Золото в чистом виде без примесей настолько мягкое, что его можно поцарапать ногтем. Поэтому в ювелирных изделиях золото всегда сплавляется с медью или серебром.
«Гонки на клавиатуре»
Моя бабушка работала на заводах, и среди них был алмазный. Там надо было что-то гранить.
Представляю это так: заводская лента, по ней ползут необработанные породы, моя бабушка и её коллеги стоят по краям с устройствами вроде напильников и, подхватывая породу, резво скоблят её по бокам, чтоб вышло гладенько, как попка младенца.
Это было при Брежневе.
Недавно я встретил врача, который при Брежневе видел Фиделя Кастро. Натурально – при Брежневе. То ли рядом сидели, то ли ещё что. Может, ему привиделось. Врач ведь это как-никак привилегированный доступ к морфию.
На хоккее это было. Там много плечистых мужиков бегало, значит. Изо льда алмаза не выскоблишь, и даже ветряка не закрутишь, но выглядит сексуально.
Ну я и рассказал всю эту тряхоблудию моей новой знакомой с сайта «Мамба». Проблемы у меня с женщинами нешуточные – я решил спрашивать у случайных соотечественниц, как у них дела. Думал, найду сейчас колхозницу, видевшую меня во сне в эполетах космического флота, и закрутится, что мама не горюй.
А она мне в ответ на тему спорта:
- Видела тут футболиста. На гелике приехал.
- С тонировкой? – спросил я.
- Ага!
После этого диалога я пошёл на собеседование, что каждый раз вызывает у меня оторопь, потому что я должен засунуть в соискателя свои щупальца на манер того, что происходит в фильме «Аватар». В голове у меня играет песня Peaches группы In The Valley Below.
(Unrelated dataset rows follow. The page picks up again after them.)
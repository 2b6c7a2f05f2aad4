//! Trait seam between the session workflow and the persistence API.

use async_trait::async_trait;

use smscast_core::campaign::Campaign;
use smscast_core::customer::Customer;
use smscast_core::message::SavedMessage;

use crate::api::StoreError;
use crate::models::{CampaignUpdate, SavedMessageCreate};

/// The persistence operations the draft workflow depends on.
///
/// Implemented by [`StoreApi`](crate::StoreApi) over HTTP and by
/// in-memory fakes in the session tests. Listing and creating campaigns
/// are console-level concerns and stay on the concrete client.
#[async_trait]
pub trait CampaignStore: Send + Sync {
    async fn fetch_campaign(&self, id: &str) -> Result<Campaign, StoreError>;

    /// Apply a partial update; the returned campaign is the server's
    /// authoritative representation.
    async fn update_campaign(
        &self,
        id: &str,
        patch: &CampaignUpdate,
    ) -> Result<Campaign, StoreError>;

    async fn fetch_customer(&self, id: &str) -> Result<Customer, StoreError>;

    async fn list_messages(&self, campaign_id: &str) -> Result<Vec<SavedMessage>, StoreError>;

    async fn save_message(
        &self,
        campaign_id: &str,
        message: &SavedMessageCreate,
    ) -> Result<SavedMessage, StoreError>;

    async fn delete_message(&self, campaign_id: &str, message_id: &str) -> Result<(), StoreError>;
}

#[async_trait]
impl<T: CampaignStore + ?Sized> CampaignStore for std::sync::Arc<T> {
    async fn fetch_campaign(&self, id: &str) -> Result<Campaign, StoreError> {
        (**self).fetch_campaign(id).await
    }

    async fn update_campaign(
        &self,
        id: &str,
        patch: &CampaignUpdate,
    ) -> Result<Campaign, StoreError> {
        (**self).update_campaign(id, patch).await
    }

    async fn fetch_customer(&self, id: &str) -> Result<Customer, StoreError> {
        (**self).fetch_customer(id).await
    }

    async fn list_messages(&self, campaign_id: &str) -> Result<Vec<SavedMessage>, StoreError> {
        (**self).list_messages(campaign_id).await
    }

    async fn save_message(
        &self,
        campaign_id: &str,
        message: &SavedMessageCreate,
    ) -> Result<SavedMessage, StoreError> {
        (**self).save_message(campaign_id, message).await
    }

    async fn delete_message(&self, campaign_id: &str, message_id: &str) -> Result<(), StoreError> {
        (**self).delete_message(campaign_id, message_id).await
    }
}
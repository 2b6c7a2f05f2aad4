//! Target-audience tag set.
//!
//! An ordered collection of unique free-text labels describing intended
//! recipient segments. Tags are committed explicitly (the UI adds on a
//! terminator key, never from partial input) and feed outbound requests
//! as a single joined string.

/// Fallback audience description used when no tags have been added.
///
/// Display/request-only: it is never written into the set itself.
pub const DEFAULT_AUDIENCE: &str = "General Audience";

/// Ordered set of unique (case-sensitive, exact-match) audience labels.
///
/// No operation on this type can fail; adds and removes that do not
/// apply are silent no-ops.
#[derive(Debug, Clone, Default, PartialEq, Eq)]
pub struct AudienceTags {
    tags: Vec<String>,
}

impl AudienceTags {
    pub fn new() -> Self {
        Self::default()
    }

    /// Add a label to the end of the set.
    ///
    /// Surrounding whitespace is trimmed first; empty strings and exact
    /// duplicates are ignored.
    pub fn add(&mut self, label: &str) {
        let label = label.trim();
        if label.is_empty() || self.tags.iter().any(|t| t == label) {
            return;
        }
        self.tags.push(label.to_string());
    }

    /// Remove the exact match for `label`, if present.
    pub fn remove(&mut self, label: &str) {
        if let Some(pos) = self.tags.iter().position(|t| t == label) {
            self.tags.remove(pos);
        }
    }

    pub fn is_empty(&self) -> bool {
        self.tags.is_empty()
    }

    pub fn len(&self) -> usize {
        self.tags.len()
    }

    pub fn labels(&self) -> &[String] {
        &self.tags
    }

    /// Join the labels for an outbound request, or fall back to
    /// [`DEFAULT_AUDIENCE`] when the set is empty.
    pub fn serialize(&self) -> String {
        if self.tags.is_empty() {
            DEFAULT_AUDIENCE.to_string()
        } else {
            self.tags.join(", ")
        }
    }
}
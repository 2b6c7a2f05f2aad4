//! Environment-driven configuration for wiring the real service clients.

/// Default base URL for both services in local development.
const DEFAULT_BASE_URL: &str = "http://localhost:8000";

/// Service endpoints and credential for a console session.
#[derive(Debug, Clone)]
pub struct SessionConfig {
    /// Persistence API base URL (`SMSCAST_STORE_URL`).
    pub store_url: String,
    /// AI text service base URL (`SMSCAST_GENAI_URL`).
    pub genai_url: String,
    /// Bearer credential (`SMSCAST_API_TOKEN`).
    pub api_token: String,
}

impl SessionConfig {
    /// Read configuration from the environment, falling back to local
    /// development defaults.
    pub fn from_env() -> Self {
        Self {
            store_url: env_or("SMSCAST_STORE_URL", DEFAULT_BASE_URL),
            genai_url: env_or("SMSCAST_GENAI_URL", DEFAULT_BASE_URL),
            api_token: env_or("SMSCAST_API_TOKEN", ""),
        }
    }
}

fn env_or(key: &str, default: &str) -> String {
    std::env::var(key).unwrap_or_else(|_| default.to_string())
}
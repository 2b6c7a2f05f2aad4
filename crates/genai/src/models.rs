//! Wire types for the generation, refinement, and tone services.

use chrono::NaiveDate;
use serde::{Deserialize, Serialize};

use smscast_core::draft::RefinementDirective;

/// Payload for `POST /generate-drafts`.
#[derive(Debug, Clone, Serialize)]
pub struct GenerateDraftsRequest {
    /// Customer's public site address; empty when no customer context is
    /// available.
    pub website_url: String,
    pub products: Vec<String>,
    pub start_date: NaiveDate,
    pub end_date: NaiveDate,
    pub discount_rate: u8,
    /// Number of candidate drafts requested (bounded 1-10).
    pub message_count: u8,
    /// Serialized audience tag snapshot.
    pub target_audience: String,
    /// Customer's contact number; empty when unavailable.
    pub phone_number: String,
}

/// One candidate draft as returned by the generation service.
#[derive(Debug, Clone, Deserialize)]
pub struct DraftPayload {
    /// Tone/style label (`Short`, `Urgent`, `Friendly`, ...).
    #[serde(rename = "type")]
    pub tone: String,
    pub content: String,
    /// Set on the draft the service considers its best candidate.
    #[serde(default)]
    pub is_recommended: bool,
}

#[derive(Debug, Clone, Deserialize)]
pub struct GenerateDraftsResponse {
    pub drafts: Vec<DraftPayload>,
}

/// Payload for `POST /refine-draft`.
#[derive(Debug, Clone, Serialize)]
pub struct RefineRequest {
    pub content: String,
    pub refinement_type: RefinementDirective,
}

#[derive(Debug, Clone, Deserialize)]
pub struct RefineResponse {
    pub content: String,
}

/// Response from `GET /tone-recommendations`, ranked best-first.
#[derive(Debug, Clone, Deserialize)]
pub struct ToneRecommendationsResponse {
    pub recommendations: Vec<String>,
}
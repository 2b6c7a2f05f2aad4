//! Tone/style labels and the recommendation request key.
//!
//! The tone-recommendation service ranks suggested labels for a campaign
//! shape. [`ToneKey`] captures exactly the inputs that shape depends on;
//! the session re-issues a recommendation request only when the derived
//! key changes.

use crate::campaign::Campaign;

/// Baseline tone labels the generation service assigns.
///
/// Labels stay free-form strings on the wire; these constants only name
/// the well-known set.
pub const TONE_SHORT: &str = "Short";
pub const TONE_URGENT: &str = "Urgent";
pub const TONE_FRIENDLY: &str = "Friendly";

/// The well-known tone labels, in the order the service produces them.
pub const BASELINE_TONES: &[&str] = &[TONE_SHORT, TONE_URGENT, TONE_FRIENDLY];

/// Inputs the tone-recommendation service keys on.
///
/// Two equal keys describe the same campaign shape; the recommendation
/// cache compares keys to decide whether a refresh is due.
#[derive(Debug, Clone, PartialEq, Eq)]
pub struct ToneKey {
    pub discount_rate: u8,
    /// Campaign duration in whole days.
    pub duration_days: i64,
    /// Product names joined with `", "`.
    pub products: String,
    /// Serialized audience tag snapshot.
    pub audience: String,
}

impl ToneKey {
    /// Derive the request key from a campaign and an audience snapshot.
    pub fn derive(campaign: &Campaign, audience: &str) -> Self {
        Self {
            discount_rate: campaign.discount_rate,
            duration_days: campaign.duration_days(),
            products: campaign.products.join(", "),
            audience: audience.to_string(),
        }
    }
}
Блок у меня стоит. Страшно людей понимать. Я знаю, какие таятся бездны во мне. Многовероятностные. Очень странно всё это сейчас писать, потому что это выбранный и невыбранный мною исход.
А ведь могло быть что-то другое. Я мог бы сейчас учить моего дворового приятеля Сашку кататься на самокате, сидя на деке и оттормаживая инерцию горки подошвами. Скорее всего, он окончательно порвал бы свои кроссовки, а я разрешил бы ему в счёт этой потери по-честному угнать мой самокат. Он бы отказался, но я бы посеял в нём мысль...
Поэтому на собеседовании, как и в чате с дивчиной из «Мамбы», говорю я. И говорю очень много – в надежде увидеть, как за поволокой зажжётся огонёк. И каждый раз я очень боюсь его не увидеть – меня это лично ранит. Я думаю о том, что я одинок.
Боления проходят. Я лучшею. Сложно сойти с привычного пути. Я думаю, что люди похожи на меня. Когда я перестану так думать, из моей жизни мгновенно уйдут все мелодрамы. На драмы я повлиять не могу, они куются без моего ведома – это узор судьбы. А вот сократить количество мелодрам – это в моих силах.
Потому что когда я слышу про гелик, меня так морозит, так морозит!
Потом на собеседовании я стыдливо говорю про ценности фирмы и что мы помогаем людям найти призвание. Улыбаюсь шкодливо, как будто сам себе не верю, и думаю – ну, надо бы здесь такого конского цинизма присовокупить...
Когда я был маленький во дворе, как Сашка сейчас, много раз слышал фразу: «Первый – горелый, второй – золотой». Бог его знает, что она значит, но звучит как молитва. Такую и в «Гонки» можно.